Petualangan seperti apa yang Profesor Leon rencanakan? Apa yang tertulis dalam surat untuk Dewi itu? Dia masih belum memberitahuku apa pun tentang itu, jadi aku hanya mengikuti instruksinya. Karena tak tahan lagi, akhirnya aku memutuskan untuk bertanya, tetapi Dewi memberitahuku sesuatu terlebih dahulu.
“Bell, aku percaya bahwa apa yang akan kau alami adalah sesuatu yang penting bagimu. Sepertinya semuanya berjalan sesuai rencana Balder, yang agak menjengkelkan… tetapi pada dasarnya, aku setuju bahwa ini adalah yang terbaik.”
Aku menatap Dewi dengan kaget saat dia melanjutkan.
“Dan menurutku akan lebih baik jika aku tidak memberitahumu apa yang akan terjadi atau apa yang direncanakan oleh anak laki-laki bernama Leon itu.”
“…”
“Saya ingin Anda mengalaminya sendiri dengan mata kepala Anda sendiri dan tanpa mengetahui apa pun sebelumnya.”
Dia mengungkapkan perasaan sebenarnya tentang masalah ini. Hanya ada satu hal yang ingin saya katakan.
“Baik, saya mengerti. Saya akan segera kembali!”
Mengesampingkan keraguan yang masih tersisa, aku pun berangkat.
Setelah mendengar semua yang dikatakan Dewi, aku tidak perlu khawatir lagi. Bahkan jika sesuatu yang luar biasa menanti, aku akan percaya padanya dan melihatnya sendiri.
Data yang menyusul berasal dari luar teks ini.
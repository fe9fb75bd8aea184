//! Command-line transport

pub mod cli;
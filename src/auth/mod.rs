//! Login, signup and organization lookup
//!
//! Forms are validated locally before anything is sent. A successful login
//! is written into the [`SessionContext`], which persists it.

use crate::api::{ApiError, AuthApi, LoginRequest, LoginResponse, SignupRequest};
use crate::session::{Identity, SessionContext};
use std::sync::Arc;
use thiserror::Error;

/// Shown when the server gives no usable reason
pub const GENERIC_AUTH_ERROR: &str = "An error occurred";

#[derive(Debug, Error)]
pub enum AuthError {
    #[error("{0} is required")]
    MissingField(&'static str),

    #[error("{0}")]
    Rejected(String),
}

impl From<ApiError> for AuthError {
    fn from(e: ApiError) -> Self {
        AuthError::Rejected(auth_error_message(&e))
    }
}

/// The body's `message` field, or the generic message
pub fn auth_error_message(error: &ApiError) -> String {
    match error {
        ApiError::Status {
            server_message: Some(message),
            ..
        } => message.clone(),
        _ => GENERIC_AUTH_ERROR.to_string(),
    }
}

#[derive(Debug, Clone, Default)]
pub struct SignupForm {
    pub username: String,
    pub email: String,
    pub password: String,
    /// An existing organization or a new name
    pub organization: String,
}

impl SignupForm {
    fn validate(&self) -> Result<SignupRequest, AuthError> {
        let request = SignupRequest {
            username: self.username.trim().to_string(),
            email: self.email.trim().to_string(),
            password: self.password.clone(),
            organization: self.organization.trim().to_string(),
        };
        require("Username", &request.username)?;
        require("Email", &request.email)?;
        require("Password", &request.password)?;
        require("Organization", &request.organization)?;
        Ok(request)
    }
}

fn require(field: &'static str, value: &str) -> Result<(), AuthError> {
    if value.trim().is_empty() {
        return Err(AuthError::MissingField(field));
    }
    Ok(())
}

pub struct AuthController {
    api: Arc<dyn AuthApi>,
}

impl AuthController {
    pub fn new(api: Arc<dyn AuthApi>) -> Self {
        Self { api }
    }

    /// Known organizations; empty when the lookup fails
    pub async fn organizations(&self) -> Vec<String> {
        match self.api.organizations().await {
            Ok(orgs) => orgs,
            Err(e) => {
                tracing::warn!("Failed to fetch organizations: {}", e);
                Vec::new()
            }
        }
    }

    pub async fn signup(&self, form: &SignupForm) -> Result<(), AuthError> {
        let request = form.validate()?;
        self.api.signup(&request).await?;
        tracing::info!("Registered user {}", request.username);
        Ok(())
    }

    pub async fn login(
        &self,
        session: &mut SessionContext,
        username: &str,
        password: &str,
    ) -> Result<Identity, AuthError> {
        let username = username.trim();
        require("Username", username)?;
        require("Password", password)?;

        let response = self
            .api
            .login(&LoginRequest {
                username: username.to_string(),
                password: password.to_string(),
            })
            .await?;

        let identity = identity_from(username, response);
        session.set_identity(identity.clone());
        tracing::info!("Signed in as {}", identity.username);
        Ok(identity)
    }

    pub fn logout(&self, session: &mut SessionContext) {
        session.clear_identity();
    }
}

fn identity_from(username: &str, response: LoginResponse) -> Identity {
    let user_id = match response.user_id {
        Some(serde_json::Value::String(id)) => id,
        Some(serde_json::Value::Null) | None => {
            tracing::warn!("Login response carried no user id");
            String::new()
        }
        Some(other) => other.to_string(),
    };
    Identity {
        user_id,
        username: username.to_string(),
        email: response.email.filter(|e| !e.is_empty()),
        organization: response.organization.filter(|o| !o.is_empty()),
    }
}
//! gcn: terminal client for the GCN compliance assistant
//!
//! This library provides:
//! - A typed client for the GCN REST backend
//! - Controllers for chats, products, documents, accounts and status logs
//! - Link preview resolution with a shared cache
//! - A ratatui chat screen and scriptable subcommands

pub mod api;
pub mod auth;
pub mod chat;
pub mod config;
pub mod metadata;
pub mod products;
pub mod session;
pub mod status;
pub mod transport;
pub mod tui;
pub mod upload;

pub use config::Config;
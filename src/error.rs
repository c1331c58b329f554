use std::fmt;

/// Errors observable at the core boundary.
///
/// The core never panics on guest behavior (bad opcodes, out-of-range
/// reads, writes to ROM); those are all defined and handled inline.
/// `GbError` only covers the boundary between the host and the core:
/// loading a ROM, and recognizing its mapper.
#[derive(Debug)]
pub enum GbError {
    /// ROM byte vector too short to contain a header, or a declared
    /// ROM size that disagrees with the buffer length.
    InvalidRom(String),

    /// Cartridge type byte (0x0147) not in the recognized set.
    UnsupportedMapper(u8),

    /// Only raised at the host boundary when loading a ROM from disk.
    IoError(std::io::Error),
}

impl fmt::Display for GbError {
    fn fmt(&self, f: &mut fmt::Formatter<'_>) -> fmt::Result {
        match self {
            GbError::InvalidRom(msg) => write!(f, "invalid ROM: {msg}"),
            GbError::UnsupportedMapper(byte) => {
                write!(f, "unsupported cartridge type: {byte:#04x}")
            }
            GbError::IoError(e) => write!(f, "I/O error: {e}"),
        }
    }
}

impl std::error::Error for GbError {
    fn source(&self) -> Option<&(dyn std::error::Error + 'static)> {
        match self {
            GbError::IoError(e) => Some(e),
            _ => None,
        }
    }
}

impl From<std::io::Error> for GbError {
    fn from(e: std::io::Error) -> Self {
        GbError::IoError(e)
    }
}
Sambil tersenyum, aku mengumpulkan senjata baruku dan meninggalkan rumah, menoleh ke belakang dan melambaikan tangan sampai dia menghilang dari pandangan.
“Hei! Ke sini!”
Melangkah keluar ke jalan utama yang ramai bahkan di pagi hari, aku menuju ke timur laut kota. Gerbang kota saat ini disegel untuk mencegah kegiatan mata-mata terkait Orariad yang akan datang, jadi Lady Hestia telah membuat beberapa pengaturan sebelumnya untuk mendapatkan bantuan dari Hermes Familia .
Hermes Familia (rupanya) adalah salah satu dari sedikit kelompok di Orario yang memiliki izin untuk bebas keluar masuk. Dengan bantuan Lulune dan beberapa orang lainnya, saya dengan gugup melewati pemeriksaan di gerbang.
Setelah mengucapkan terima kasih, saya menuju ke utara ke kaki Pegunungan Beor. Mengikuti peta yang disertakan dalam surat Lord Balder, saya pergi ke tempat yang ditandai dengan tanda X.
“Ah, Rapi!”
“Nina?! Kenapa kau di sini?”
Di dalam kabin yang terbengkalai itu, Nina sedang menunggu, mengenakan seragam tempur merah dan putih yang sama seperti saya. Saya bisa melihat dia membawa tongkat dan ransel besar. Dia hampir terlihat siap untuk memulai perjalanan…
“Saya meminta bantuannya untuk hal ini.”
“Profesor Leon…”
Aku mulai tergagap karena profesor mengenakan pakaian yang sangat berbeda hari ini. Alih-alih pakaian pengajar hitam yang hampir seperti pakaian formal, dia mengenakan baju zirah perak dan membawa pedang panjang dalam sarung. Dan jubah yang tergantung di punggungnya membuatnya tampak seperti perwujudan seorang ksatria.
Aku menelan ludah melihatnya siap bertempur, tapi dia hanya tersenyum.
“Kita harus segera berangkat untuk kunjungan lapangan yang sudah lama kutunggu-tunggu.”